Surprisingly, noncoding polymorphisms were more strongly associated with serotonin level than Leu33Pro in the Hutterites, Chicago controls, and the Chicago autism sample. A possible explanation is that one or more untyped variants are responsible for serotonin level and/or autism association, and the current association signals are the results of LD with markers we have not genotyped. However, we consider this unlikely because the SNPs associated in each sample were not in strong LD with each other. Alternatively, it is possible that more than one polymorphism at the ITGB3 locus has functional consequences. For example, noncoding variants could affect transcription or RNA processing, and this gene could show pleiotropy, such that effects on autism and serotonin levels are independent and influenced by different variation, perhaps intersecting in a common pathway. This would be consistent with our data, and with the various functional roles and locations of integrins, including effects on transcription and cell–cell signaling.

We were very surprised to find that the common Leu33 allele, which is associated with lower serotonin levels in the Hutterites, was associated with autism. Male-biased autism is known for its correlation to relatively higher serotonin levels in 30% of patients. How can we resolve these findings? First, the association between Leu33 and autism is not likely to explain the hyperserotonemia in autism. It is notable, however, that more patients are responsive to SSRI medications (50%) than are hyperserotonemic.40 Therefore, we cannot exclude the possibility that even within the normal range of platelet serotonin levels, perturbations of the broader serotonin system (eg centrally) due to variation at ITGB3 might contribute to autism susceptibility. The functions of integrin β3 have been most extensively studied in platelets; however, two previous findings should be noted. First, it has been hypothesized that high peripheral serotonin levels might influence central serotonin by feedback mechanisms before formation of the blood–brain barrier.41 Second, integrins, including β3, have been shown to be critical to synapse maturation in the hippocampus,42 suggesting not only expression but also vital function in the developing brain.

Both male and female subjects show evidence for association of the Leu33 allele to autism; however, our data suggest that the allele has different effects on autism risk in male and female subjects, with the best-fitting models suggesting a dominant effect in male subjects and recessive effect in female subjects. We cannot exclude the possibility that the apparent difference in autism risk for male and female subjects is a chance finding. There could also be genetic modifiers or interactions that differ by sex, and failing to model for them could cause the main effects at ITGB3 to look different by sex. Many important questions remain, including the effect of Leu33Pro and other ITGB3 variation on serotonin levels by sex in large samples of control and autism subjects. In addition, the association of Leu33 with decreased serotonin level in the Hutterites (when hyperserotonemia is associated with autism) highlights the need for further investigation of our findings.

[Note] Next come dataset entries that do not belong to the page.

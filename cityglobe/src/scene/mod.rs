//! The scene collaborator: whatever draws the globe, clusters the markers, answers hit-tests and
//! animates the camera.
//!
//! The application talks to the scene only through the [`SceneCollaborator`] trait, and receives
//! user input from it as [`SceneEvent`]s. [`HeadlessScene`] is an in-process implementation that
//! keeps all the state but draws nothing.

use async_trait::async_trait;
use cityglobe_types::geo::GeoPoint2d;
use cityglobe_types::screen::ScreenPoint;
use cityglobe_types::Size;

use crate::marker::{MarkerFeature, ObjectId, PopupContent};
use crate::navigation::NavigationTarget;
use crate::search::Key;

mod camera;
mod cluster;
mod headless;

pub use camera::{Camera, MAX_TILT, MAX_ZOOM, MIN_ZOOM, ZOOM_0_RESOLUTION};
pub use headless::{HeadlessScene, DEFAULT_ANIMATION_DURATION};

/// Rendering backend of the globe.
///
/// All methods take `&self`: implementations keep their state behind interior mutability so that
/// the application can hold the scene while handing out references to it.
#[async_trait]
pub trait SceneCollaborator: Send + Sync {
    /// Adds a point layer to the scene.
    fn add_layer(&self, layer: PointLayerSpec);

    /// Returns the features under the given screen point, topmost first.
    async fn hit_test(&self, point: ScreenPoint) -> Vec<HitResult>;

    /// Starts an animated camera move. Returns immediately; the scene owns the animation.
    ///
    /// A new request replaces the animation in progress.
    fn animate_camera_to(&self, target: NavigationTarget);

    /// Sets the zoom level of the camera without animation.
    fn set_zoom(&self, zoom: f64);

    /// Current camera.
    fn camera(&self) -> Camera;
}

/// Display options of the scene, given when the view is created.
#[derive(Debug, Clone, PartialEq)]
pub struct ViewOptions {
    /// Id of the element the scene is drawn into.
    pub container_id: String,
    /// Camera at creation time.
    pub initial_camera: Camera,
    /// Size of the viewport in pixels.
    pub viewport: Size,
    /// Name of the basemap.
    pub basemap: String,
    /// Url of the elevation service used for the ground surface.
    pub elevation_url: Option<String>,
    /// Popups are docked to the side of the view instead of pointing at the feature.
    pub popup_docked: bool,
    /// Sun shadows are drawn.
    pub direct_shadows: bool,
}

impl Default for ViewOptions {
    fn default() -> Self {
        Self {
            container_id: "map".to_string(),
            initial_camera: Camera::default(),
            viewport: Size::new(1280.0, 720.0),
            basemap: "hybrid".to_string(),
            elevation_url: None,
            popup_docked: true,
            direct_shadows: false,
        }
    }
}

/// A layer of point markers.
#[derive(Debug, Clone, PartialEq)]
pub struct PointLayerSpec {
    /// Id of the layer, reported in hit results.
    pub id: String,
    /// Features of the layer.
    pub features: Vec<MarkerFeature>,
    /// Markers closer than this many pixels to each other are drawn as one cluster. Zero disables
    /// clustering.
    pub cluster_radius: f64,
}

/// What was hit by a hit-test.
#[derive(Debug, Clone, PartialEq)]
pub enum HitTarget {
    /// A single marker.
    Feature(ObjectId),
    /// A cluster of markers.
    Cluster(Vec<ObjectId>),
}

/// One entry of a hit-test response.
#[derive(Debug, Clone, PartialEq)]
pub struct HitResult {
    /// Layer the hit symbol belongs to.
    pub layer_id: String,
    /// Geometry of the hit symbol: the marker position or the cluster centroid.
    pub geometry: GeoPoint2d,
    /// Hit feature or cluster.
    pub target: HitTarget,
    /// Popup for the hit symbol.
    pub popup: PopupContent,
}

/// Event delivered by the scene to the application.
#[derive(Debug, Clone, PartialEq)]
pub enum SceneEvent {
    /// The view finished loading.
    Ready,
    /// The user clicked at the screen point.
    Click(ScreenPoint),
    /// A key was pressed while the search box had focus.
    Key(Key),
}
use cityglobe_types::screen::ScreenPoint;

use crate::config::GlobeConfig;
use crate::error::GlobeError;
use crate::marker::PopupContent;
use crate::navigation::{NavigationController, NavigationTarget};
use crate::registry::LocationRegistry;
use crate::scene::{PointLayerSpec, SceneCollaborator, SceneEvent};
use crate::search::{KeyOutcome, Notifier, SearchBox};

/// Application context.
///
/// Constructed once at start-up, owns the registry, the search box, the scene and the notifier,
/// and routes [`SceneEvent`]s to them.
pub struct GlobeApp<S, N> {
    config: GlobeConfig,
    registry: LocationRegistry,
    search_box: SearchBox,
    scene: S,
    notifier: N,
}

impl<S: SceneCollaborator, N: Notifier> GlobeApp<S, N> {
    /// Creates a new application context.
    pub fn new(config: GlobeConfig, registry: LocationRegistry, scene: S, notifier: N) -> Self {
        let search_box = SearchBox::new(config.search.clone());
        Self {
            config,
            registry,
            search_box,
            scene,
            notifier,
        }
    }

    /// Validates the configuration and creates a context with the registry it describes.
    pub fn from_config(config: GlobeConfig, scene: S, notifier: N) -> Result<Self, GlobeError> {
        config.validate()?;
        let registry = config.registry()?;
        Ok(Self::new(config, registry, scene, notifier))
    }

    /// Creates the marker layer and hands it to the scene.
    pub fn init(&self) {
        let features = self.config.markers.projector().project_all(&self.registry);
        log::info!(
            "Adding {} city markers to layer '{}'",
            features.len(),
            self.config.markers.layer_id
        );

        self.scene.add_layer(PointLayerSpec {
            id: self.config.markers.layer_id.clone(),
            features,
            cluster_radius: self.config.markers.cluster_radius,
        });
    }

    /// Navigation controller working on this context's scene and registry.
    pub fn controller(&self) -> NavigationController<'_, S> {
        NavigationController::new(&self.scene, &self.registry, &self.config.navigation)
    }

    /// Handles an event from the scene. Returns the camera move it caused, if any.
    ///
    /// Clicks on empty space and unknown search terms are not errors: the first is ignored, the
    /// second is reported through the notifier.
    pub async fn handle_event(
        &mut self,
        event: SceneEvent,
    ) -> Result<Option<NavigationTarget>, GlobeError> {
        match event {
            SceneEvent::Ready => {
                log::debug!("View is ready, zooming to {}", self.config.view.initial_zoom);
                self.scene.set_zoom(self.config.view.initial_zoom);
                Ok(None)
            }
            SceneEvent::Click(point) => match self.controller().handle_click(point).await {
                Ok(target) => Ok(Some(target)),
                Err(GlobeError::NoFeatureHit) => Ok(None),
                Err(err) => Err(err),
            },
            SceneEvent::Key(key) => match self.search_box.handle_key(key) {
                KeyOutcome::Submitted(query) => {
                    self.search_box
                        .submit(&query, &self.controller(), &self.notifier)
                }
                KeyOutcome::Edited | KeyOutcome::Ignored => Ok(None),
            },
        }
    }

    /// Popup of the topmost symbol under `point`.
    pub async fn popup_at(&self, point: ScreenPoint) -> Option<PopupContent> {
        self.scene
            .hit_test(point)
            .await
            .into_iter()
            .next()
            .map(|hit| hit.popup)
    }

    /// Configuration the context was created with.
    pub fn config(&self) -> &GlobeConfig {
        &self.config
    }

    /// Places shown on the globe.
    pub fn registry(&self) -> &LocationRegistry {
        &self.registry
    }

    /// The search box.
    pub fn search_box(&self) -> &SearchBox {
        &self.search_box
    }

    /// The scene.
    pub fn scene(&self) -> &S {
        &self.scene
    }
}

#[cfg(test)]
mod tests {
    use std::time::Duration;

    use cityglobe_types::lonlat;

    use super::*;
    use crate::easing::Easing;
    use crate::scene::{Camera, HeadlessScene, ViewOptions};
    use crate::search::Key;
    use crate::tests::{RecordingNotifier, RecordingScene};

    fn type_and_submit<S: SceneCollaborator, N: Notifier>(
        app: &mut GlobeApp<S, N>,
        text: &str,
    ) -> Result<Option<NavigationTarget>, GlobeError> {
        tokio_test::block_on(async {
            for c in text.chars() {
                app.handle_event(SceneEvent::Key(Key::Char(c))).await?;
            }
            app.handle_event(SceneEvent::Key(Key::Enter)).await
        })
    }

    #[test]
    fn init_adds_marker_layer() {
        let scene = RecordingScene::default();
        let notifications = RecordingNotifier::default();
        let app = GlobeApp::from_config(GlobeConfig::default(), scene, notifications.notifier())
            .unwrap();
        app.init();

        let layers = app.scene().layers();
        assert_eq!(layers.len(), 1);
        assert_eq!(layers[0].id, "cities");
        assert_eq!(layers[0].cluster_radius, 80.0);
        let names: Vec<_> = layers[0].features.iter().map(|f| f.name()).collect();
        assert_eq!(names, ["Denver", "Cheyenne", "Casper", "Laramie"]);
    }

    #[test]
    fn ready_sets_initial_zoom() {
        let scene = RecordingScene::default();
        let notifications = RecordingNotifier::default();
        let mut app =
            GlobeApp::from_config(GlobeConfig::default(), scene, notifications.notifier())
                .unwrap();

        let result = tokio_test::block_on(app.handle_event(SceneEvent::Ready)).unwrap();
        assert_eq!(result, None);
        assert_eq!(app.scene().zooms(), [4.0]);
    }

    #[test]
    fn search_denver_via_enter() {
        let scene = RecordingScene::default();
        let notifications = RecordingNotifier::default();
        let mut app =
            GlobeApp::from_config(GlobeConfig::default(), scene, notifications.notifier())
                .unwrap();

        let target = type_and_submit(&mut app, "Denver").unwrap();

        let expected = NavigationTarget::new(lonlat!(-104.9903, 39.7392), 10.0, 45.0);
        assert_eq!(target, Some(expected));
        assert_eq!(app.scene().moves(), [expected]);
        assert!(notifications.messages().is_empty());
    }

    #[test]
    fn search_atlantis_alerts_once() {
        let scene = RecordingScene::default();
        let notifications = RecordingNotifier::default();
        let mut app =
            GlobeApp::from_config(GlobeConfig::default(), scene, notifications.notifier())
                .unwrap();

        let target = type_and_submit(&mut app, "Atlantis").unwrap();

        assert_eq!(target, None);
        assert_eq!(notifications.messages(), ["City not found in list."]);
        assert!(app.scene().moves().is_empty());
    }

    #[test]
    fn search_is_case_sensitive() {
        let scene = RecordingScene::default();
        let notifications = RecordingNotifier::default();
        let mut app =
            GlobeApp::from_config(GlobeConfig::default(), scene, notifications.notifier())
                .unwrap();

        type_and_submit(&mut app, "denver").unwrap();
        assert_eq!(notifications.messages().len(), 1);
        assert!(app.scene().moves().is_empty());
    }

    #[test]
    fn whitespace_is_trimmed_before_search() {
        let scene = RecordingScene::default();
        let notifications = RecordingNotifier::default();
        let mut app =
            GlobeApp::from_config(GlobeConfig::default(), scene, notifications.notifier())
                .unwrap();

        let target = type_and_submit(&mut app, "  Casper ").unwrap();
        assert_eq!(target.map(|t| t.coordinate), Some(lonlat!(-106.3131, 42.8666)));
        assert_eq!(app.search_box().value(), "  Casper ");
    }

    #[test]
    fn click_on_feature() {
        let point = lonlat!(-104.8202, 41.1399);
        let scene = RecordingScene::with_hits(vec![RecordingScene::feature_hit(2, point)]);
        let notifications = RecordingNotifier::default();
        let mut app =
            GlobeApp::from_config(GlobeConfig::default(), scene, notifications.notifier())
                .unwrap();

        let target = tokio_test::block_on(
            app.handle_event(SceneEvent::Click(ScreenPoint::new(100.0, 100.0))),
        )
        .unwrap();

        let expected = NavigationTarget::new(point, 12.0, 60.0)
            .with_duration(Duration::from_millis(1500))
            .with_easing(Easing::InOutCubic);
        assert_eq!(target, Some(expected));
        assert_eq!(app.scene().moves(), [expected]);
    }

    #[test]
    fn click_on_empty_space_is_ignored() {
        let scene = RecordingScene::default();
        let notifications = RecordingNotifier::default();
        let mut app =
            GlobeApp::from_config(GlobeConfig::default(), scene, notifications.notifier())
                .unwrap();

        let target = tokio_test::block_on(
            app.handle_event(SceneEvent::Click(ScreenPoint::new(100.0, 100.0))),
        )
        .unwrap();

        assert_eq!(target, None);
        assert!(app.scene().moves().is_empty());
        assert!(notifications.messages().is_empty());
    }

    #[test]
    fn headless_click_flies_to_marker() {
        let mut config = GlobeConfig::default();
        config.view.viewport = cityglobe_types::Size::new(800.0, 600.0);
        let scene = HeadlessScene::new(ViewOptions {
            initial_camera: Camera::new(lonlat!(-104.9903, 39.7392), 8.0),
            ..config.view.view_options().unwrap()
        });
        let notifications = RecordingNotifier::default();
        let mut app = GlobeApp::from_config(config, scene, notifications.notifier()).unwrap();
        app.init();

        let denver = lonlat!(-104.9903, 39.7392);
        let position = app.scene().screen_position(&denver).unwrap();
        let popup = tokio_test::block_on(app.popup_at(position)).unwrap();
        assert_eq!(popup.title, "Denver");

        let target =
            tokio_test::block_on(app.handle_event(SceneEvent::Click(position))).unwrap();
        assert_eq!(target.map(|t| t.coordinate), Some(denver));

        app.scene().advance(Duration::from_millis(1500));
        let camera = app.scene().camera();
        assert_eq!(camera.center(), denver);
        assert_eq!(camera.zoom(), 12.0);
        assert_eq!(camera.tilt(), 60.0);
    }

    #[test]
    fn headless_search_flies_to_city() {
        let config = GlobeConfig::default();
        let scene = HeadlessScene::new(config.view.view_options().unwrap());
        let notifications = RecordingNotifier::default();
        let mut app = GlobeApp::from_config(config, scene, notifications.notifier()).unwrap();
        app.init();
        tokio_test::block_on(app.handle_event(SceneEvent::Ready)).unwrap();
        assert_eq!(app.scene().camera().zoom(), 4.0);

        type_and_submit(&mut app, "Cheyenne").unwrap();
        assert!(app.scene().is_animating());
        assert_eq!(
            app.scene().target_camera().center(),
            lonlat!(-104.8202, 41.1399)
        );
    }
}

An association with autism is particularly interesting, as chromosome 17q23 was not identified as a linkage region in autism in the 12 genome screens performed before its identification as a QTL for serotonin levels.35, 36, 37, 38, 39, 40, 41, 42, 43, 44, 45 However, two recent genome-wide studies report suggestive to significant evidence for linkage to autism in this region,43, 44 and a meta-analysis indicates 17q22–q23 as significant at P<0.05.45 Our findings support the idea that teasing apart a quantitative trait (whole-blood serotonin level), likely to be related to the etiology of a complex disease, can be useful in identifying candidate loci for subsequent analysis.